We are not just a restaurant, but also a center of culture, education, massage, and yoga.”

This is perhaps the most interesting facet of the project—that it offers members of the public a step towards the culture and philosophy of Krishna consciousness.

One of the restaurant’s three dining rooms is a video lounge where devotional movies, documentaries, and cooking shows can be viewed. Meanwhile on the second floor of the building, a variety of different educational programs will be offered from 5pm till 8pm on weekday evenings, including Bhakti Sastri study, japa workshops, introspective seminars, bhajan sessions, and classes on yoga, Mandala art painting, and mridanga drum.

In addition, visiting devotees and guests will offer one-time seminars on topics such as health, nutrition, and sustainable living, while of course customers can be pampered with massage and other holistic therapies.
“There’s still work to do to organize all the classes before they’re launched properly in May, but people are already asking about them a lot,” says Gandharvika.
In the meantime, the restaurant itself is far exceeding devotees’ expectations for such a recently launched project.
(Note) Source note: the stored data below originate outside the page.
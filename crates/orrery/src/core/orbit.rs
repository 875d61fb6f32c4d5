//! Circular-orbit kinematics: one phase angle per orbiting body, advanced
//! every tick, with the position derived from the phase and the active scale.
//!
//! Phases are accumulated in f64; positions are converted to f32 only at the
//! final step.

use std::collections::HashMap;
use std::f64::consts::TAU;

use glam::Vec3;

use crate::bodies::BodyRegistry;
use crate::core::rng::Rng;
use crate::core::scale::ScalePolicy;

/// Axial spin in radians per second at speed 1.
pub const SPIN_RATE: f64 = 0.5;
/// The star's spin in radians per second, independent of speed.
pub const STAR_SPIN_RATE: f64 = 0.05;

/// How orbit phases are seeded at scene initialization.
#[derive(Debug, Clone)]
pub enum InitialPhases {
    /// Uniformly random phases from a seeded generator.
    Random { seed: u64 },
    /// Fixed phases by body id (radians). Unlisted bodies draw from the
    /// seeded generator as if no phase were pinned.
    Explicit { phases: HashMap<String, f64>, seed: u64 },
}

impl InitialPhases {
    pub const DEFAULT_SEED: u64 = 0x5EED_0F_0B17;

    /// Pin the given phases; everything else gets the default seeded layout.
    pub fn explicit(phases: HashMap<String, f64>) -> Self {
        Self::Explicit { phases, seed: Self::DEFAULT_SEED }
    }
}

impl Default for InitialPhases {
    fn default() -> Self {
        Self::Random { seed: Self::DEFAULT_SEED }
    }
}

/// Wrap an angle into [0, 2π).
#[inline]
pub fn normalize_angle(angle: f64) -> f64 {
    if !angle.is_finite() {
        return 0.0;
    }
    let wrapped = angle.rem_euclid(TAU);
    // rem_euclid can round up to exactly TAU for tiny negative inputs
    if wrapped >= TAU { 0.0 } else { wrapped }
}

/// Point on a circular orbit in the shared XZ plane.
#[inline]
pub fn orbit_position(phase: f64, radius: f64) -> Vec3 {
    Vec3::new((phase.sin() * radius) as f32, 0.0, (phase.cos() * radius) as f32)
}

/// Mutable kinematic state for one orbiting body.
#[derive(Debug, Clone)]
pub struct OrbitState {
    body_id: String,
    /// Display index into the registry.
    body_index: usize,
    /// Radians per second at speed 1 (negative = retrograde orbit).
    angular_velocity: f64,
    /// Distance from the star in millions of km.
    distance: f64,
    spin_direction: f64,
    phase: f64,
    spin: f64,
    orbit_radius: f64,
    position: Vec3,
}

impl OrbitState {
    pub fn body_id(&self) -> &str {
        &self.body_id
    }

    pub fn body_index(&self) -> usize {
        self.body_index
    }

    pub fn angular_velocity(&self) -> f64 {
        self.angular_velocity
    }

    /// Current phase angle in [0, 2π).
    pub fn phase(&self) -> f64 {
        self.phase
    }

    /// Axial spin angle in [0, 2π).
    pub fn spin(&self) -> f64 {
        self.spin
    }

    /// Orbit radius in render units under the scale it was last derived with.
    pub fn orbit_radius(&self) -> f64 {
        self.orbit_radius
    }

    pub fn position(&self) -> Vec3 {
        self.position
    }

    fn derive(&mut self, scale: &ScalePolicy) {
        self.orbit_radius = scale.radius_for_distance(self.distance);
        self.position = orbit_position(self.phase, self.orbit_radius);
    }
}

/// Owns every [`OrbitState`] and advances them per tick.
#[derive(Debug, Clone)]
pub struct OrbitEngine {
    states: Vec<OrbitState>,
    lookup: HashMap<String, usize>,
    star_spin: f64,
}

impl OrbitEngine {
    /// Create one state per orbiting body, with positions derived under `scale`.
    ///
    /// `base_angular_velocity` is in radians·days per second: a body with
    /// period P days advances `base / P` radians per second at speed 1.
    pub fn new(
        registry: &BodyRegistry,
        base_angular_velocity: f64,
        phases: &InitialPhases,
        scale: &ScalePolicy,
    ) -> Self {
        let (seed, pinned) = match phases {
            InitialPhases::Random { seed } => (*seed, None),
            InitialPhases::Explicit { phases, seed } => (*seed, Some(phases)),
        };
        let mut rng = Rng::new(seed);

        let mut states = Vec::with_capacity(registry.len());
        let mut lookup = HashMap::with_capacity(registry.len());

        for (index, body) in registry.list().iter().enumerate() {
            if body.is_star() {
                continue;
            }
            // Registry validation rejects orbiting bodies without a period
            let Some(period) = body.orbital_period else {
                continue;
            };

            // Draw for every body so pinning one leaves the others where they were
            let drawn = rng.next_angle();
            let phase = pinned
                .and_then(|map| map.get(&body.id))
                .map_or(drawn, |&p| normalize_angle(p));

            let mut state = OrbitState {
                body_id: body.id.clone(),
                body_index: index,
                angular_velocity: base_angular_velocity / period,
                distance: body.distance_from_sun,
                spin_direction: body.spin_direction(),
                phase,
                spin: 0.0,
                orbit_radius: 0.0,
                position: Vec3::ZERO,
            };
            state.derive(scale);

            lookup.insert(body.id.clone(), states.len());
            states.push(state);
        }

        Self { states, lookup, star_spin: 0.0 }
    }

    /// Advance every body by `dt` seconds at `speed`. Callers skip this while paused.
    pub fn advance(&mut self, dt: f64, speed: f64, scale: &ScalePolicy) {
        if dt <= 0.0 {
            return;
        }
        let sim_dt = dt * speed;
        for state in &mut self.states {
            state.phase = normalize_angle(state.phase + state.angular_velocity * sim_dt);
            state.spin = normalize_angle(state.spin + SPIN_RATE * sim_dt * state.spin_direction);
            state.derive(scale);
        }
        self.star_spin = normalize_angle(self.star_spin + STAR_SPIN_RATE * dt);
    }

    /// Re-derive every position from its phase, e.g. right after a scale switch.
    pub fn recompute_positions(&mut self, scale: &ScalePolicy) {
        for state in &mut self.states {
            state.derive(scale);
        }
    }

    /// Jump a body to a phase. Returns false for unknown or non-orbiting ids.
    pub fn set_phase(&mut self, id: &str, phase: f64, scale: &ScalePolicy) -> bool {
        match self.lookup.get(id) {
            Some(&i) => {
                let state = &mut self.states[i];
                state.phase = normalize_angle(phase);
                state.derive(scale);
                true
            }
            None => false,
        }
    }

    pub fn states(&self) -> &[OrbitState] {
        &self.states
    }

    pub fn get(&self, id: &str) -> Option<&OrbitState> {
        self.lookup.get(id).map(|&i| &self.states[i])
    }

    pub fn star_spin(&self) -> f64 {
        self.star_spin
    }

    pub fn len(&self) -> usize {
        self.states.len()
    }

    pub fn is_empty(&self) -> bool {
        self.states.is_empty()
    }
}

#[cfg(test)]
mod tests {
    use super::*;
    use crate::core::scale::ScaleMode;

    const BASE: f64 = TAU * 20.0;
    const EPS: f64 = 1e-6;

    fn zero_phases() -> InitialPhases {
        let registry = BodyRegistry::builtin().unwrap();
        InitialPhases::explicit(registry.planets().map(|b| (b.id.clone(), 0.0)).collect())
    }

    /// Shortest distance between two angles.
    fn angle_diff(a: f64, b: f64) -> f64 {
        let d = normalize_angle(a - b);
        d.min(TAU - d)
    }

    fn engine(phases: &InitialPhases) -> (BodyRegistry, ScalePolicy, OrbitEngine) {
        let registry = BodyRegistry::builtin().unwrap();
        let scale = ScalePolicy::default();
        let engine = OrbitEngine::new(&registry, BASE, phases, &scale);
        (registry, scale, engine)
    }

    #[test]
    fn one_state_per_orbiting_body() {
        let (_, _, engine) = engine(&zero_phases());
        assert_eq!(engine.len(), 9);
        assert!(engine.get("sun").is_none());
        assert_eq!(engine.get("earth").unwrap().body_index(), 3);
    }

    #[test]
    fn normalize_wraps_into_range() {
        assert!((normalize_angle(TAU + 1.0) - 1.0).abs() < 1e-12);
        assert!((normalize_angle(-1.0) - (TAU - 1.0)).abs() < 1e-12);
        assert_eq!(normalize_angle(-1e-18), 0.0);
        assert_eq!(normalize_angle(f64::NAN), 0.0);
    }

    #[test]
    fn phase_accumulates_linearly() {
        let (_, scale, mut engine) = engine(&zero_phases());
        let (d, s, n) = (1.0 / 60.0, 3.0, 500);
        for _ in 0..n {
            engine.advance(d, s, &scale);
        }
        for state in engine.states() {
            let expected = normalize_angle(state.angular_velocity() * d * s * n as f64);
            assert!(
                angle_diff(state.phase(), expected) < EPS,
                "{}: phase {} expected {}",
                state.body_id(),
                state.phase(),
                expected
            );
        }
    }

    #[test]
    fn earth_returns_after_one_year() {
        let (_, scale, mut engine) = engine(&zero_phases());
        let start = engine.get("earth").unwrap().phase();
        // One orbit takes TAU / (BASE / 365.2) seconds at speed 1
        let year = TAU * 365.2 / BASE;
        let ticks = 1000;
        for _ in 0..ticks {
            engine.advance(year / ticks as f64, 1.0, &scale);
        }
        let end = engine.get("earth").unwrap().phase();
        assert!(angle_diff(start, end) < EPS, "start {start} end {end}");
    }

    #[test]
    fn zero_dt_keeps_phase() {
        let (_, scale, mut engine) = engine(&InitialPhases::Random { seed: 7 });
        let before: Vec<f64> = engine.states().iter().map(|s| s.phase()).collect();
        engine.advance(0.0, 5.0, &scale);
        let after: Vec<f64> = engine.states().iter().map(|s| s.phase()).collect();
        assert_eq!(before, after);
    }

    #[test]
    fn bodies_stay_on_their_circle() {
        let (registry, scale, mut engine) = engine(&InitialPhases::Random { seed: 99 });
        for _ in 0..240 {
            engine.advance(1.0 / 60.0, 10.0, &scale);
            for state in engine.states() {
                let body = &registry.list()[state.body_index()];
                let r = scale.radius_for_distance(body.distance_from_sun);
                let len = state.position().length() as f64;
                assert!((len - r).abs() < r * 1e-5, "{} off orbit", state.body_id());
                assert_eq!(state.position().y, 0.0);
            }
        }
    }

    #[test]
    fn position_follows_sin_cos_convention() {
        let mut phases = HashMap::new();
        phases.insert("earth".to_string(), std::f64::consts::FRAC_PI_2);
        phases.insert("mars".to_string(), 0.0);
        let (_, _, engine) = engine(&InitialPhases::explicit(phases));
        let earth = engine.get("earth").unwrap().position();
        assert!((earth.x - 1.496).abs() < 1e-5);
        assert!(earth.z.abs() < 1e-5);

        let mars = engine.get("mars").unwrap().position();
        assert!(mars.x.abs() < 1e-6);
        assert!((mars.z - 2.279).abs() < 1e-5);
    }

    #[test]
    fn scale_switch_rederives_without_touching_phase() {
        let (_, mut scale, mut engine) = engine(&InitialPhases::Random { seed: 3 });
        let phase = engine.get("jupiter").unwrap().phase();
        let compressed_r = engine.get("jupiter").unwrap().orbit_radius();

        scale.set_mode(ScaleMode::Realistic);
        engine.recompute_positions(&scale);

        let jupiter = engine.get("jupiter").unwrap();
        assert_eq!(jupiter.phase(), phase);
        assert!((compressed_r - 7.786).abs() < 1e-9);
        assert!((jupiter.orbit_radius() - 23.358).abs() < 1e-9);
        assert!(((jupiter.position().length() as f64) - 23.358).abs() < 1e-4);

        scale.set_mode(ScaleMode::Compressed);
        engine.recompute_positions(&scale);
        assert!((engine.get("jupiter").unwrap().orbit_radius() - compressed_r).abs() < 1e-12);
    }

    #[test]
    fn pinned_phase_leaves_others_seeded() {
        let mut pinned = HashMap::new();
        pinned.insert("earth".to_string(), 1.0);
        let (_, _, mixed) = engine(&InitialPhases::Explicit { phases: pinned, seed: 21 });
        let (_, _, seeded) = engine(&InitialPhases::Random { seed: 21 });

        assert!((mixed.get("earth").unwrap().phase() - 1.0).abs() < 1e-12);
        assert_ne!(seeded.get("earth").unwrap().phase(), 1.0);
        for state in mixed.states().iter().filter(|s| s.body_id() != "earth") {
            assert_eq!(state.phase(), seeded.get(state.body_id()).unwrap().phase());
        }
        // Unlisted bodies are not parked at zero
        assert!(mixed.states().iter().filter(|s| s.phase() != 0.0).count() >= 8);
    }

    #[test]
    fn random_phases_reproducible_by_seed() {
        let (_, _, a) = engine(&InitialPhases::Random { seed: 11 });
        let (_, _, b) = engine(&InitialPhases::Random { seed: 11 });
        let (_, _, c) = engine(&InitialPhases::Random { seed: 12 });
        let phases = |e: &OrbitEngine| e.states().iter().map(|s| s.phase()).collect::<Vec<_>>();
        assert_eq!(phases(&a), phases(&b));
        assert_ne!(phases(&a), phases(&c));
    }

    #[test]
    fn shorter_periods_move_faster() {
        let (_, _, engine) = engine(&zero_phases());
        let mercury = engine.get("mercury").unwrap().angular_velocity();
        let neptune = engine.get("neptune").unwrap().angular_velocity();
        assert!(mercury > neptune);
    }

    #[test]
    fn retrograde_rotation_spins_backwards() {
        let (_, scale, mut engine) = engine(&zero_phases());
        engine.advance(0.1, 1.0, &scale);
        // Venus rotates retrograde, Earth prograde
        let venus = engine.get("venus").unwrap().spin();
        let earth = engine.get("earth").unwrap().spin();
        assert!((earth - SPIN_RATE * 0.1).abs() < 1e-9);
        assert!((venus - (TAU - SPIN_RATE * 0.1)).abs() < 1e-9);
        assert!((engine.star_spin() - STAR_SPIN_RATE * 0.1).abs() < 1e-9);
    }

    #[test]
    fn set_phase_jumps_and_rejects_star() {
        let (_, scale, mut engine) = engine(&zero_phases());
        assert!(engine.set_phase("mars", 7.0, &scale));
        assert!((engine.get("mars").unwrap().phase() - (7.0 - TAU)).abs() < 1e-12);
        assert!(!engine.set_phase("sun", 1.0, &scale));
    }
}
There’s been a full house nearly every day since day one, people must wait for tables to open on Saturdays, and reservations have to be booked for evenings.

“We decided to develop this phase first in order to maintain the rest of the project, as well as to offer devotees in the community a sustainable source of income,” Gandharvika says. “Next, we plan to promote fun evening events, catering and delivery, develop the educational aspect more, and eventually build a beautiful new temple and ashrama facility. It’s exciting!”